Brilliant fusions are changing the British stage.
 

 

Pacific Overtures doesn't so much fuse Eastern and Western attitudes as layer them. Stephen Sondheim's 1976 musical - tracing the history of Japan's economic colonisation, through the figures of a Samurai and a fisherman - throws up a lot of tinkling ironies, wry twists, deft defeatings of expectation. Both plot and music - percussive plinkings overlaid with urgent rhythmic bursts - frequently present themselves as parody Oriental and parody Sondheim.

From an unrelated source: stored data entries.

//! Listing filter.

use crate::catalog::Product;
use crate::money::{Currency, Money};
use serde::{Deserialize, Serialize};
use std::collections::BTreeSet;

/// Upper end of the storefront price slider, in major units.
pub const DEFAULT_PRICE_CEILING: f64 = 200.0;

/// Inclusive price bounds.
#[derive(Debug, Clone, Copy, Serialize, Deserialize, PartialEq, Eq)]
pub struct PriceRange {
    pub min: Money,
    pub max: Money,
}

impl PriceRange {
    pub fn new(min: Money, max: Money) -> Self {
        Self { min, max }
    }

    /// Build a range from decimal major units.
    pub fn from_decimal(min: f64, max: f64, currency: Currency) -> Self {
        Self::new(
            Money::from_decimal(min, currency),
            Money::from_decimal(max, currency),
        )
    }

    /// Check if min is above max.
    pub fn is_inverted(&self) -> bool {
        self.min.amount_cents > self.max.amount_cents
    }

    /// The same range with min and max swapped if they were inverted.
    pub fn normalized(&self) -> Self {
        if self.is_inverted() {
            Self::new(self.max, self.min)
        } else {
            *self
        }
    }

    /// Inclusive containment on the amount.
    pub fn contains(&self, price: &Money) -> bool {
        let range = self.normalized();
        price.amount_cents >= range.min.amount_cents && price.amount_cents <= range.max.amount_cents
    }
}

impl Default for PriceRange {
    fn default() -> Self {
        Self::from_decimal(0.0, DEFAULT_PRICE_CEILING, Currency::USD)
    }
}

/// User-selected constraints on the product listing.
///
/// The five dimensions are fixed; unknown keys are rejected when the filter
/// is deserialized. All set dimensions must match (logical AND).
#[derive(Debug, Clone, Serialize, Deserialize, PartialEq, Eq)]
#[serde(default, deny_unknown_fields)]
pub struct FilterSpec {
    /// Case-insensitive substring of name or description. Empty matches all.
    pub search_text: String,
    /// Exact category slug. `None` or empty matches all.
    pub category: Option<String>,
    /// Inclusive price bounds.
    pub price_range: PriceRange,
    /// Product must offer at least one of these. Empty matches all.
    pub colors: BTreeSet<String>,
    /// Exclude out-of-stock products.
    pub in_stock_only: bool,
}

impl Default for FilterSpec {
    fn default() -> Self {
        Self::cleared(DEFAULT_PRICE_CEILING, Currency::USD)
    }
}

impl FilterSpec {
    /// The state after "Clear All": nothing selected, full slider range.
    pub fn cleared(price_ceiling: f64, currency: Currency) -> Self {
        Self {
            search_text: String::new(),
            category: None,
            price_range: PriceRange::from_decimal(0.0, price_ceiling, currency),
            colors: BTreeSet::new(),
            in_stock_only: false,
        }
    }

    /// Set the search text.
    pub fn with_search(mut self, text: impl Into<String>) -> Self {
        self.search_text = text.into();
        self
    }

    /// Set the category slug.
    pub fn with_category(mut self, slug: impl Into<String>) -> Self {
        self.category = Some(slug.into());
        self
    }

    /// Set the price range.
    pub fn with_price_range(mut self, range: PriceRange) -> Self {
        self.price_range = range;
        self
    }

    /// Add a color to the accepted set.
    pub fn with_color(mut self, color: impl Into<String>) -> Self {
        self.colors.insert(color.into());
        self
    }

    /// Only keep in-stock products.
    pub fn in_stock(mut self) -> Self {
        self.in_stock_only = true;
        self
    }

    /// Select a category, or clear it when it is already selected.
    pub fn toggle_category(&mut self, slug: &str) {
        if self.category.as_deref() == Some(slug) {
            self.category = None;
        } else {
            self.category = Some(slug.to_string());
        }
    }

    /// Add a color to the set, or remove it when present.
    pub fn toggle_color(&mut self, color: &str) {
        if !self.colors.remove(color) {
            self.colors.insert(color.to_string());
        }
    }

    /// Check a product against every dimension.
    pub fn matches(&self, product: &Product) -> bool {
        self.matches_text(product)
            && self.matches_category(product)
            && self.price_range.contains(&product.price)
            && self.matches_colors(product)
            && (!self.in_stock_only || product.in_stock)
    }

    fn matches_text(&self, product: &Product) -> bool {
        if self.search_text.is_empty() {
            return true;
        }
        let needle = self.search_text.to_lowercase();
        product.name.to_lowercase().contains(&needle)
            || product.description.to_lowercase().contains(&needle)
    }

    fn matches_category(&self, product: &Product) -> bool {
        match self.category.as_deref() {
            None | Some("") => true,
            Some(slug) => product.category == slug,
        }
    }

    fn matches_colors(&self, product: &Product) -> bool {
        self.colors.is_empty() || product.colors.iter().any(|c| self.colors.contains(c))
    }
}

#[cfg(test)]
mod tests {
    use super::*;

    fn product(name: &str, price_cents: i64) -> Product {
        Product::new("p", name, Money::new(price_cents, Currency::USD), "silk-hijabs")
            .with_description("Soft and light")
            .with_colors(["Navy Blue", "Burgundy"])
    }

    #[test]
    fn test_default_matches_everything_in_range() {
        let spec = FilterSpec::default();
        assert!(spec.matches(&product("Scarf", 8999)));
        assert!(spec.matches(&product("Scarf", 20000)));
        assert!(!spec.matches(&product("Scarf", 20001)));
    }

    #[test]
    fn test_search_is_case_insensitive_on_name_or_description() {
        let p = product("Elegant Silk Scarf", 1000);
        assert!(FilterSpec::default().with_search("SILK").matches(&p));
        assert!(FilterSpec::default().with_search("light").matches(&p));
        assert!(!FilterSpec::default().with_search("jersey").matches(&p));
    }

    #[test]
    fn test_category() {
        let p = product("Scarf", 1000);
        assert!(FilterSpec::default().with_category("silk-hijabs").matches(&p));
        assert!(FilterSpec::default().with_category("").matches(&p));
        assert!(!FilterSpec::default().with_category("silk").matches(&p));
    }

    #[test]
    fn test_price_range_inclusive_and_normalized() {
        let p = product("Scarf", 2500);
        let exact = PriceRange::from_decimal(25.0, 25.0, Currency::USD);
        assert!(FilterSpec::default().with_price_range(exact).matches(&p));

        let inverted = PriceRange::from_decimal(30.0, 20.0, Currency::USD);
        assert!(inverted.is_inverted());
        assert_eq!(
            inverted.normalized(),
            PriceRange::from_decimal(20.0, 30.0, Currency::USD)
        );
        assert!(FilterSpec::default().with_price_range(inverted).matches(&p));
    }

    #[test]
    fn test_colors_any_of() {
        let p = product("Scarf", 1000);
        assert!(FilterSpec::default().with_color("Burgundy").with_color("Teal").matches(&p));
        assert!(!FilterSpec::default().with_color("Teal").matches(&p));
    }

    #[test]
    fn test_in_stock_only() {
        let p = product("Scarf", 1000).with_stock(false);
        assert!(FilterSpec::default().matches(&p));
        assert!(!FilterSpec::default().in_stock().matches(&p));
    }

    #[test]
    fn test_toggles() {
        let mut spec = FilterSpec::default();
        spec.toggle_category("silk-hijabs");
        assert_eq!(spec.category.as_deref(), Some("silk-hijabs"));
        spec.toggle_category("cotton-hijabs");
        assert_eq!(spec.category.as_deref(), Some("cotton-hijabs"));
        spec.toggle_category("cotton-hijabs");
        assert_eq!(spec.category, None);

        spec.toggle_color("Black");
        assert!(spec.colors.contains("Black"));
        spec.toggle_color("Black");
        assert!(spec.colors.is_empty());
    }

    #[test]
    fn test_rejects_unknown_keys() {
        let ok: FilterSpec =
            serde_json::from_str(r#"{"search_text":"silk","in_stock_only":true}"#).unwrap();
        assert_eq!(ok.search_text, "silk");
        assert!(ok.in_stock_only);
        assert_eq!(ok.price_range, PriceRange::default());

        let bad = serde_json::from_str::<FilterSpec>(r#"{"brand":"acme"}"#);
        assert!(bad.is_err());
    }
}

Gary Griffin's Kabuki-style, all-male production, first seen in Chicago, looks impressive: an austere wooden platform; a cast in black tunics; a single stream of red ribbon unfurling down a body to indicate a suicide. Mo Zainal, flower behind ear, appears charmingly as a succession of young women. As a snake-like poisoner, Jerome Pradone uncoils Sondheim's rhymes adroitly. There is a lot of squawking, slow walking and secretive smiling.

The stereotypes may be in heavy quotation marks, but to what purpose? The anti-imperialism of the piece is sympathetic but routine, despite a lumbering attempt to update it by reference to 9/11. It's an ingenious apparatus rather than a penetrating piece of drama; intricate rather than complex.